Regardons-y de plus près, cependant. Que voyons-nous et, chose peut-être encore plus importante, que ne voyons-nous pas ?
- On voit deux hommes et une seule femme, voilée, placée derrière eux. Ce trio savamment choisi est-il censé représenter, entre autres, une norme, dans laquelle l'homme serait naturellement devant, plus âgé, et barbu, la femme derrière, et voilée ? Où est passée la femme noire ?
- L'allure martiale des 3 personnages et le drapeau, à l'arrière plan, flottant au vent n'est pas sans rappeler les affiches d'époques troublées et l'appel à la mobilisation nationale.
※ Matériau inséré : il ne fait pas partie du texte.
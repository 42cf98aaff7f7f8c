//! Parametric generators for 3D-printable fixtures.
//!
//! Parts are composed from 2D [`sketch`] profiles and 3D [`mesh`]
//! primitives through the Boolean operations of the [`CSG`] trait, which
//! operate on polygon soups stored in [BSP](mesh::bsp) trees. Each
//! generator in [`parts`] turns a parameter struct into named bodies that
//! [`io`] writes out as STL.
//!
//! ```rust
//! use fixturegen::parts::{PartKind, PartParams, Resolution};
//!
//! let bodies = PartKind::RoundPlatform
//!     .build(&PartParams::default(), &Resolution::draft())
//!     .expect("default parameters are valid");
//! assert_eq!(bodies[0].name, "platform");
//! ```

#![forbid(unsafe_code)]
#![warn(clippy::all)]

pub mod config;
pub mod errors;
pub mod float_types;
pub mod io;
pub mod mesh;
pub mod parts;
pub mod sketch;
pub mod traits;
pub mod workplane;

pub use errors::{IoError, PartError, ValidationError};
pub use mesh::Mesh;
pub use sketch::Sketch;
pub use traits::CSG;
pub use workplane::Workplane;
Remarquons d'ailleurs que les personnages tournent le dos au drapeau et regardent de l'autre côté, vers une "Nation" qui semble resplendir dans le ciel...
- Le slogan, colorié aux trois couleurs, est rédigé en verlan. Celui-ci est censé représenter le langage des quartiers en difficulté et la jeunesse ce qui, compte tenu de la remarque précédente, accrédite ce langage comme celui de la France combattante.
- Le titre, au dessus, est un rappel détourné du slogan " Touche pas à mon pote", qui avait fait florès du temps que Harlem Désir menait ce mouvement. Je dis "détourné" parce que, en son temps, ce slogan traduisait au contraire l'aspiration à une société décloisonnée, débarrassée du communautarisme et de ses poisons. Que peut bien signifier le verbe "touche", à l'impératif ? Il inquiète.
- Le mot "Nation", curieusement employé ici, trouble l'esprit. De quoi s'agit-il, en effet ? Ordinairement, ce mot désigne le pays et son peuple. Il s'agirait donc de la Nation Française. Mais alors, pourquoi la réduire à deux de ses composantes minoritaires ? Est-ce à dire que celles-ci se la seraient appropriée, et qu'elle serait réduite à eux ?
- Les "Rebeus", c'est à dire les Beurs, c'est à dire les Arabes, sont nommés par un mot certes détourné (deux fois), mais qui n'en désigne pas moins un peuple, et non une religion. Pourquoi, alors, représenter l'homme et la femme " Rebeus", comme évidemment et nécessairement musulmans pratiquants et intégristes ? Cette équation : origine = peuple = confession est inacceptable dans une République laïque. Que dirait-on si, pour représenter les Français "souchiens", comme les appelle la présidente du mouvement auteur de cette détestable affiche (*), on les montrait portant les signes ostensibles de la religion dominante en France ? Qui peut s'arroger le droit, en 2010, en France, de réduire un peuple à une religion, fût-elle majoritaire ?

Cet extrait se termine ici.